(Excerpts from a dataset)
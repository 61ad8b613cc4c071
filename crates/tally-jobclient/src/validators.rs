// SPDX-FileCopyrightText: 2026 Tally Contributors
// SPDX-License-Identifier: MIT OR Apache-2.0

//! Checks a received job must pass before a worker processes it.
//!
//! A failing check acknowledges the message so it stops circulating; only
//! some checks additionally write the failure into the job's result.

use tracing::{info, warn};

use tally_core::{Job, JobStatus, ReturnCode};

/// A single pre-processing check over a received job.
pub trait JobValidator: Send + Sync {
    /// Returns true when the job may be processed.
    fn validate(&self, job: &Job) -> bool;

    /// Human-readable description, used in logs.
    fn description(&self) -> &'static str;

    /// Message recorded when the check fails and is reported.
    fn validation_error_message(&self) -> String;

    /// Return code recorded when the check fails and is reported.
    fn validation_error_return_code(&self) -> ReturnCode;

    /// Whether a failure is written into the job's result before the
    /// message is acknowledged.
    fn report_validation_error(&self) -> bool;
}

/// Skips jobs whose entry is already FINISHED.
pub struct CheckJobStatus;

impl JobValidator for CheckJobStatus {
    fn validate(&self, job: &Job) -> bool {
        if job.job_status == JobStatus::Finished {
            warn!(job_key = %job.job_key, "job is already finished, nothing to do");
            return false;
        }
        true
    }

    fn description(&self) -> &'static str {
        "check that the received job is in a processable status"
    }

    fn validation_error_message(&self) -> String {
        "Job already finished.".to_string()
    }

    fn validation_error_return_code(&self) -> ReturnCode {
        ReturnCode::UnspecifiedError
    }

    fn report_validation_error(&self) -> bool {
        // The entry already holds its final result; do not overwrite it.
        false
    }
}

/// Fails jobs that have exhausted their processing attempts.
///
/// A worker that crashes mid-processing returns its job to the queue for
/// another worker. This check bounds how many times that can happen.
pub struct CheckRetryLimit {
    max_num_attempts: i32,
}

impl CheckRetryLimit {
    pub fn new(max_num_attempts: i32) -> Self {
        Self { max_num_attempts }
    }
}

impl JobValidator for CheckRetryLimit {
    fn validate(&self, job: &Job) -> bool {
        info!(
            job_key = %job.job_key,
            num_attempts = job.num_attempts,
            limit = self.max_num_attempts,
            "checking attempt budget for received job"
        );
        job.num_attempts < self.max_num_attempts
    }

    fn description(&self) -> &'static str {
        "check that the received job has not exhausted its retries"
    }

    fn validation_error_message(&self) -> String {
        format!(
            "Number of retry attempts exhausted, the job failed to process after {} tries.",
            self.max_num_attempts
        )
    }

    fn validation_error_return_code(&self) -> ReturnCode {
        ReturnCode::RetriesExhausted
    }

    fn report_validation_error(&self) -> bool {
        true
    }
}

» TASK INSTRUCTIONS
Copy down the whole of the data above, matching it exactly.

» RESPONSE TO THE EXERCISE
repository 61ad8b613cc4c071
filename crates/tally-jobclient/src/validators.rs
// SPDX-FileCopyrightText: 2026 Tally Contributors
// SPDX-License-Identifier: MIT OR Apache-2.0

//! Checks a received job must pass before a worker processes it.
//!
//! A failing check acknowledges the message so it stops circulating; only
//! some checks additionally write the failure into the job's result.

use tracing::{info, warn};

use tally_core::{Job, JobStatus, ReturnCode};

/// A single pre-processing check over a received job.
pub trait JobValidator: Send + Sync {
    /// Returns true when the job may be processed.
    fn validate(&self, job: &Job) -> bool;

    /// Human-readable description, used in logs.
    fn description(&self) -> &'static str;

    /// Message recorded when the check fails and is reported.
    fn validation_error_message(&self) -> String;

    /// Return code recorded when the check fails and is reported.
    fn validation_error_return_code(&self) -> ReturnCode;

    /// Whether a failure is written into the job's result before the
    /// message is acknowledged.
    fn report_validation_error(&self) -> bool;
}

/// Skips jobs whose entry is already FINISHED.
pub struct CheckJobStatus;

impl JobValidator for CheckJobStatus {
    fn validate(&self, job: &Job) -> bool {
        if job.job_status == JobStatus::Finished {
            warn!(job_key = %job.job_key, "job is already finished, nothing to do");
            return false;
        }
        true
    }

    fn description(&self) -> &'static str {
        "check that the received job is in a processable status"
    }

    fn validation_error_message(&self) -> String {
        "Job already finished.".to_string()
    }

    fn validation_error_return_code(&self) -> ReturnCode {
        ReturnCode::UnspecifiedError
    }

    fn report_validation_error(&self) -> bool {
        // The entry already holds its final result; do not overwrite it.
        false
    }
}

/// Fails jobs that have exhausted their processing attempts.
///
/// A worker that crashes mid-processing returns its job to the queue for
/// another worker. This check bounds how many times that can happen.
pub struct CheckRetryLimit {
    max_num_attempts: i32,
}

impl CheckRetryLimit {
    pub fn new(max_num_attempts: i32) -> Self {
        Self { max_num_attempts }
    }
}

impl JobValidator for CheckRetryLimit {
    fn validate(&self, job: &Job) -> bool {
        info!(
            job_key = %job.job_key,
            num_attempts = job.num_attempts,
            limit = self.max_num_attempts,
            "checking attempt budget for received job"
        );
        job.num_attempts < self.max_num_attempts
    }

    fn description(&self) -> &'static str {
        "check that the received job has not exhausted its retries"
    }

    fn validation_error_message(&self) -> String {
        format!(
            "Number of retry attempts exhausted, the job failed to process after {} tries.",
            self.max_num_attempts
        )
    }

    fn validation_error_return_code(&self) -> ReturnCode {
        ReturnCode::RetriesExhausted
    }

    fn report_validation_error(&self) -> bool {
        true
    }
}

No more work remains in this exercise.